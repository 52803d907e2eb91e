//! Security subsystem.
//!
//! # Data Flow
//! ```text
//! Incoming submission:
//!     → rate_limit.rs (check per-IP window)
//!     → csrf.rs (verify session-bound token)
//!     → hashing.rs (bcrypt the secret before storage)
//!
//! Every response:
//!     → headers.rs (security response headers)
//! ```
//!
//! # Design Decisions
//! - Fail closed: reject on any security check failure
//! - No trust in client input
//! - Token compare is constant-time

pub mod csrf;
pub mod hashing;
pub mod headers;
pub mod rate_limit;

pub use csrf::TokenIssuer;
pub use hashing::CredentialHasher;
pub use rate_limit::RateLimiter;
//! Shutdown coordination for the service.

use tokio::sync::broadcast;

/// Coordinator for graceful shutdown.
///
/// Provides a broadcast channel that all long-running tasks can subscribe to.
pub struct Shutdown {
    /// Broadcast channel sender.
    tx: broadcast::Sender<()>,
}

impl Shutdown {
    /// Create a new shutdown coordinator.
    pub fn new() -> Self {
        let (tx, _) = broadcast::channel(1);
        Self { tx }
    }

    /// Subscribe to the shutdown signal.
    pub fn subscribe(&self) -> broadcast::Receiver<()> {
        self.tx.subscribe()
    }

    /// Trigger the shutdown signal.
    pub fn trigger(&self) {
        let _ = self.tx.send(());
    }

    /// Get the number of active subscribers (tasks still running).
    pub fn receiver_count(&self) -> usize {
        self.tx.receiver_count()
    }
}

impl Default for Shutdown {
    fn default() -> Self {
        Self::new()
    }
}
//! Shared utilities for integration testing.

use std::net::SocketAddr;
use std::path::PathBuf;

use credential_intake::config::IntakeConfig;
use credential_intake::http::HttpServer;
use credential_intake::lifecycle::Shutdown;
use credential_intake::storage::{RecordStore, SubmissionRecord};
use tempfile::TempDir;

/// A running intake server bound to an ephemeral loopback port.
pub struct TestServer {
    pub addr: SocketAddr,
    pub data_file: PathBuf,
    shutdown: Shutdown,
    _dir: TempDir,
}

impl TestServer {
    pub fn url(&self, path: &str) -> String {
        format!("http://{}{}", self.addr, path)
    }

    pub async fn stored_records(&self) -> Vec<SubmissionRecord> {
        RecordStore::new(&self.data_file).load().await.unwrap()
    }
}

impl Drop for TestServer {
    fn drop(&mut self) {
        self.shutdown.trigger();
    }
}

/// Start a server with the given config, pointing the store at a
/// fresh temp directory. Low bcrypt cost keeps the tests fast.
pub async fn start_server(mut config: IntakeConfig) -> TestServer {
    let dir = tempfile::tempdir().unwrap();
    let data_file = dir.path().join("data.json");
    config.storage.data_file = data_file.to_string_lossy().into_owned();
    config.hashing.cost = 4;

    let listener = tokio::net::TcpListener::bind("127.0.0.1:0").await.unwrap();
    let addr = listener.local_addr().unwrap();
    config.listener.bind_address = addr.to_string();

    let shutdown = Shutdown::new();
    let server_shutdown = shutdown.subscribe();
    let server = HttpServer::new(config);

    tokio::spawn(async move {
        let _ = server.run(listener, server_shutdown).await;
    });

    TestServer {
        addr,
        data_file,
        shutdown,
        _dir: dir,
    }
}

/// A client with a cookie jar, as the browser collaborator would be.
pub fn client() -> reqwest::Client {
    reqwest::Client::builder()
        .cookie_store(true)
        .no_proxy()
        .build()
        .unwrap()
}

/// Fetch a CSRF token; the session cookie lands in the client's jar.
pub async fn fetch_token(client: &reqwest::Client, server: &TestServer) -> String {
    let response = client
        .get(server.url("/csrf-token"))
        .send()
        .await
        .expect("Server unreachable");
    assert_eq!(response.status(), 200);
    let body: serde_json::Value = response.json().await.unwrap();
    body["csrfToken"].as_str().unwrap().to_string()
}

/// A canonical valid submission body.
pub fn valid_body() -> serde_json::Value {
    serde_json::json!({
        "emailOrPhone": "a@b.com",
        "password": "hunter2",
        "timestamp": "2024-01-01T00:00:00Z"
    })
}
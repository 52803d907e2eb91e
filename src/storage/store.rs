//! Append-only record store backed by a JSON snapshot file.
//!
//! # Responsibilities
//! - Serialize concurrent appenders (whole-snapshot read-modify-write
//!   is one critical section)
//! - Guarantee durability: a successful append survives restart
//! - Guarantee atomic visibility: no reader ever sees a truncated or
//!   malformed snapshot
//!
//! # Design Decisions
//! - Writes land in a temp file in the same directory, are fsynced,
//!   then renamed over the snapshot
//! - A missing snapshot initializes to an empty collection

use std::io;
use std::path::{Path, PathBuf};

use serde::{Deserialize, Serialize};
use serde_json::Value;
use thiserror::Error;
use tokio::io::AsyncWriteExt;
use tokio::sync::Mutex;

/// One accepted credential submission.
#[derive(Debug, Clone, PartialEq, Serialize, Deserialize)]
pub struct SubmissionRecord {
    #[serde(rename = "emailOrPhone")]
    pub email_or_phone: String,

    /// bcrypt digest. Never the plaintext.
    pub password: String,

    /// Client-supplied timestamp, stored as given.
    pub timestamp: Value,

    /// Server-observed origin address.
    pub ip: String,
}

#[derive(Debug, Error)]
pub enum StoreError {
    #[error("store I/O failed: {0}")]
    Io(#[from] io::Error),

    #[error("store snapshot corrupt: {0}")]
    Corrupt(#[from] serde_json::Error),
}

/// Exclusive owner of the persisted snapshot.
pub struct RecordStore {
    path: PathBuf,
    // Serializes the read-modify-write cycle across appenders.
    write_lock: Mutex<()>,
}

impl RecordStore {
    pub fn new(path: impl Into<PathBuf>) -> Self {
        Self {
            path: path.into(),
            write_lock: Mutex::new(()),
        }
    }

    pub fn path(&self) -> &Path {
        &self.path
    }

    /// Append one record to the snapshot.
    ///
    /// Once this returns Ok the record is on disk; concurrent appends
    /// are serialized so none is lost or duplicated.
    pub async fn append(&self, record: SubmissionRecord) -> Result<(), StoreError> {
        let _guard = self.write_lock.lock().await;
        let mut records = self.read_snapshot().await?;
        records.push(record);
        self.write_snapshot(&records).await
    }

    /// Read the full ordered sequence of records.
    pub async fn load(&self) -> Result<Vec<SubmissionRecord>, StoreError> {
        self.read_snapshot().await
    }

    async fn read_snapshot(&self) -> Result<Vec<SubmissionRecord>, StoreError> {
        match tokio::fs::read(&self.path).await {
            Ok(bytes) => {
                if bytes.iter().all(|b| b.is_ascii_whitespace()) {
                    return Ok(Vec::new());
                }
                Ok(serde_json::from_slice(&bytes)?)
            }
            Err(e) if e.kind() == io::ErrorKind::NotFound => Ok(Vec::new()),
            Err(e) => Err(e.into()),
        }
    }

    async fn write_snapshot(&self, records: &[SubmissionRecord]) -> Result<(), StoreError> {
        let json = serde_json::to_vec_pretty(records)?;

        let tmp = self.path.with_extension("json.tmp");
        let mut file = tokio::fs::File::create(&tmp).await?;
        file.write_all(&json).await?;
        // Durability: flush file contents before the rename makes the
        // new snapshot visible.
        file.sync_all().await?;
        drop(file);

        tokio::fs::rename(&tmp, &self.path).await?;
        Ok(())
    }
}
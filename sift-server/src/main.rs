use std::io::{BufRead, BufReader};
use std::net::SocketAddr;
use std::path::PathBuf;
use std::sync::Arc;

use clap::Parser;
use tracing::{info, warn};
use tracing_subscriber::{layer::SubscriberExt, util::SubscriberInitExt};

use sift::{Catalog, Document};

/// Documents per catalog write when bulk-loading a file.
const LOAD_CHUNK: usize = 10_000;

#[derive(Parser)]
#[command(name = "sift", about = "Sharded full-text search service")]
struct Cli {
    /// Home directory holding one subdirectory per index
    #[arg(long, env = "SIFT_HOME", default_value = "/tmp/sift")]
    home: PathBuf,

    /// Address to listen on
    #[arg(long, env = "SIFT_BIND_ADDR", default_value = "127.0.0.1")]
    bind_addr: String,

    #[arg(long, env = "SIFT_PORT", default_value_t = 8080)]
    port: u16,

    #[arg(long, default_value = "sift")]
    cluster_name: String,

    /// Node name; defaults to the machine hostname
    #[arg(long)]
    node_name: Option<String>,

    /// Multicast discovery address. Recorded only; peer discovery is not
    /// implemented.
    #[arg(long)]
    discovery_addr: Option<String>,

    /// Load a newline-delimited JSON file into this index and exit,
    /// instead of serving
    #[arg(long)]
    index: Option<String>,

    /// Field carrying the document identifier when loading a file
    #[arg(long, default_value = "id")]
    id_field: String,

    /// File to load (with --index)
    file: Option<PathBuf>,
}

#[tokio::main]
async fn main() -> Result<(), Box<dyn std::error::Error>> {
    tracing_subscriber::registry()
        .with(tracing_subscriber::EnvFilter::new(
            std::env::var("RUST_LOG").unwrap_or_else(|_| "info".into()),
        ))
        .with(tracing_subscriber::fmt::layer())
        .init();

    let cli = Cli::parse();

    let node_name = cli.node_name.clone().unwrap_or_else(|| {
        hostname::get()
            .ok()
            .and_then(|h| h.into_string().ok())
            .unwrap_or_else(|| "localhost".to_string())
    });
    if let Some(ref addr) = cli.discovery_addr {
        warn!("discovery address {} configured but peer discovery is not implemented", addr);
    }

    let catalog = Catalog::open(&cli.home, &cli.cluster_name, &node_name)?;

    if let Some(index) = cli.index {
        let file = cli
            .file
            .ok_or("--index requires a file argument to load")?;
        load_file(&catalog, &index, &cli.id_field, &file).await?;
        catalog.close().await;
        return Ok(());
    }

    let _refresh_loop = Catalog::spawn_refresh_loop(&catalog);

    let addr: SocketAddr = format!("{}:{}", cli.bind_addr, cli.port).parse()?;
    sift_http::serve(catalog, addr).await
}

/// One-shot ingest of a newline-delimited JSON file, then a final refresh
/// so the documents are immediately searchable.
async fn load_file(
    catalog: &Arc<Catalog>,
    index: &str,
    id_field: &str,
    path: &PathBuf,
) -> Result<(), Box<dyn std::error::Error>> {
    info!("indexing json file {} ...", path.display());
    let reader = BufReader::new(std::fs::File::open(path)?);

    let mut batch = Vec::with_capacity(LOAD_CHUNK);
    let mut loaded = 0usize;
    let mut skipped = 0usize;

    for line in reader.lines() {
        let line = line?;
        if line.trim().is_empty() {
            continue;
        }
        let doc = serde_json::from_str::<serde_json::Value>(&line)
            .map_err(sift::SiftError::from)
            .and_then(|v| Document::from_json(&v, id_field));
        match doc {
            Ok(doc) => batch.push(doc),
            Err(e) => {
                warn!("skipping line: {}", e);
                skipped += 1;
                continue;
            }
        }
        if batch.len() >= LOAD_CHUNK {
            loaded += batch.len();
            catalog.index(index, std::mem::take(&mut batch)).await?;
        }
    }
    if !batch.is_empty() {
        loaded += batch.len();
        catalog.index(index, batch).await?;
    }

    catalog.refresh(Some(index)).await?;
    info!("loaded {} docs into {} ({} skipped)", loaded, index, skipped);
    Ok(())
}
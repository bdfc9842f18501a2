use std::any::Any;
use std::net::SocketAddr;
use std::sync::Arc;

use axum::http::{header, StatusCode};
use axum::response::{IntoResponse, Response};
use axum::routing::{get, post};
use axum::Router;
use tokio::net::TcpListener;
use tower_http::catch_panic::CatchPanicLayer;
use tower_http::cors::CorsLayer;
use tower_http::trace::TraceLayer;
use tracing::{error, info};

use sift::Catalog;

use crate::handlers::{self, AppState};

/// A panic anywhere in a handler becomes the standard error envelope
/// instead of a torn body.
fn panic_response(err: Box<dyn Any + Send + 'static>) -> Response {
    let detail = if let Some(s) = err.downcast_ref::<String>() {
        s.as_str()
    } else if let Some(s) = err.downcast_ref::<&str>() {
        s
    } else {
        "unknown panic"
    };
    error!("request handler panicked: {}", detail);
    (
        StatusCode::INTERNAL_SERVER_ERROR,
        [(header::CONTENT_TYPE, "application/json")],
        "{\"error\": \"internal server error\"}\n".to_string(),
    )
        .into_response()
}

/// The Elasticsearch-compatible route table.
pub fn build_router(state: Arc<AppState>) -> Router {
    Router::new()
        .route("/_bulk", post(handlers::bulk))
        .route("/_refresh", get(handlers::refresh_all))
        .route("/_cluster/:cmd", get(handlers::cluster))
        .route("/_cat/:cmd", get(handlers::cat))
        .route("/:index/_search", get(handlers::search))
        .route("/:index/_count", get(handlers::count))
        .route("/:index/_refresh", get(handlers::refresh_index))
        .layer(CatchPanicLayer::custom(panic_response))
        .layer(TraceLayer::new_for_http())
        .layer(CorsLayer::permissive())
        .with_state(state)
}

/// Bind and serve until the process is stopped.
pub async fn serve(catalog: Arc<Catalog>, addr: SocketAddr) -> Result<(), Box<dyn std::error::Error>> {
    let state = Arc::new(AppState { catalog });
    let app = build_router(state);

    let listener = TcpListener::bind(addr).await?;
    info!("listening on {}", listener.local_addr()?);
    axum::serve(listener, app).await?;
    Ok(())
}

Activity
With "CatchPanicLayer" as the string to find, copy every line of the records that holds it.

Result of this exercise
use tower_http::catch_panic::CatchPanicLayer;
        .layer(CatchPanicLayer::custom(panic_response))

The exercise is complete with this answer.